ESMValGroup / ESMValCore

ESMValCore: A community tool for pre-processing data from Earth system models in CMIP and running analysis scripts.
https://www.esmvaltool.org
Apache License 2.0
42 stars 38 forks source link

Use `iris.FUTURE.save_split_attrs = True` to remove iris warning #2398

Closed schlunma closed 4 months ago

schlunma commented 4 months ago

Description

Closes #2376

Note: this is not fully backwards-compatible, as this changes the way iris writes attributes (some attributes are moved from global to local). I don't think this is a problem, but might be good to keep in mind.


Before you get started

Checklist

It is the responsibility of the author to make sure the pull request is ready to review. The icons indicate whether the item will be subject to the ๐Ÿ›  Technical or ๐Ÿงช Scientific review.

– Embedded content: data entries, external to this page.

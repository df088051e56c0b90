//! 🚨 HttpError: how an [`AquaError`] looks once it leaves through the front door.
//!
//! Every failure answers with `{"status": <code>, "message": "..."}`. The code
//! comes from the error's family: caller mistakes are 400, missing things 404,
//! conflicts 409, and whatever the service said is passed through as-is.

use axum::Json;
use axum::http::StatusCode;
use axum::response::{IntoResponse, Response};
use serde_json::json;
use tracing::{error, warn};

use crate::error::AquaError;

#[derive(Debug, Clone, PartialEq, Eq)]
pub struct HttpError {
    pub status: StatusCode,
    pub message: String,
}

impl HttpError {
    pub fn new(status: StatusCode, message: impl Into<String>) -> Self {
        Self {
            status,
            message: message.into(),
        }
    }

    pub fn bad_request(message: impl Into<String>) -> Self {
        Self::new(StatusCode::BAD_REQUEST, message)
    }
}

impl From<AquaError> for HttpError {
    fn from(err: AquaError) -> Self {
        let status = match &err {
            e if e.is_local_precondition() => StatusCode::BAD_REQUEST,
            AquaError::ModelFileDescription(_) => StatusCode::BAD_REQUEST,
            AquaError::ModelArtifactNotFound
            | AquaError::ModelProvenanceNotFound
            | AquaError::MetadataArtifactNotFound { .. } => StatusCode::NOT_FOUND,
            AquaError::ModelWithActiveDeployment | AquaError::BucketNotVersioned(_) => StatusCode::CONFLICT,
            AquaError::Service { status, .. } => {
                StatusCode::from_u16(*status).unwrap_or(StatusCode::INTERNAL_SERVER_ERROR)
            }
            AquaError::Transport(_) => StatusCode::BAD_GATEWAY,
            _ => StatusCode::INTERNAL_SERVER_ERROR,
        };
        let message = match &err {
            AquaError::Service { message, .. } => message.clone(),
            other => other.to_string(),
        };
        Self { status, message }
    }
}

impl IntoResponse for HttpError {
    fn into_response(self) -> Response {
        if self.status.is_server_error() {
            error!("💀 {} {}", self.status, self.message);
        } else {
            warn!("⚠️ {} {}", self.status, self.message);
        }
        let body = json!({ "status": self.status.as_u16(), "message": self.message });
        (self.status, Json(body)).into_response()
    }
}

#[cfg(test)]
mod tests {
    use super::*;

    #[test]
    fn the_one_where_each_error_family_gets_its_code() {
        let cases = [
            (AquaError::InvalidArgument("nope".into()), StatusCode::BAD_REQUEST),
            (AquaError::ModelProvenanceNotFound, StatusCode::NOT_FOUND),
            (AquaError::ModelWithActiveDeployment, StatusCode::CONFLICT),
            (
                AquaError::Service {
                    status: 429,
                    code: "TooManyRequests".into(),
                    message: "slow down".into(),
                    url: "http://x".into(),
                },
                StatusCode::TOO_MANY_REQUESTS,
            ),
            (
                AquaError::WorkRequestFailed {
                    id: "wr".into(),
                    status: "FAILED".into(),
                    message: "boom".into(),
                },
                StatusCode::INTERNAL_SERVER_ERROR,
            ),
        ];
        for (err, expected) in cases {
            assert_eq!(HttpError::from(err).status, expected);
        }
    }

    #[test]
    fn the_one_where_the_service_message_is_passed_through_untouched() {
        let http = HttpError::from(AquaError::Service {
            status: 404,
            code: "NotAuthorizedOrNotFound".into(),
            message: "Authorization failed or requested resource not found.".into(),
            url: "http://x".into(),
        });
        assert_eq!(http.status, StatusCode::NOT_FOUND);
        assert_eq!(http.message, "Authorization failed or requested resource not found.");
    }
}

To help with the number pull requests:

schlunma commented 4 months ago

I have no idea why the tests are failing. The test is complaining about a missing tracking_id attribute, but the code that is supposed to write this has never been called with a given tracking_id. Why did this not fail before? Did iris save tracking_ids automatically?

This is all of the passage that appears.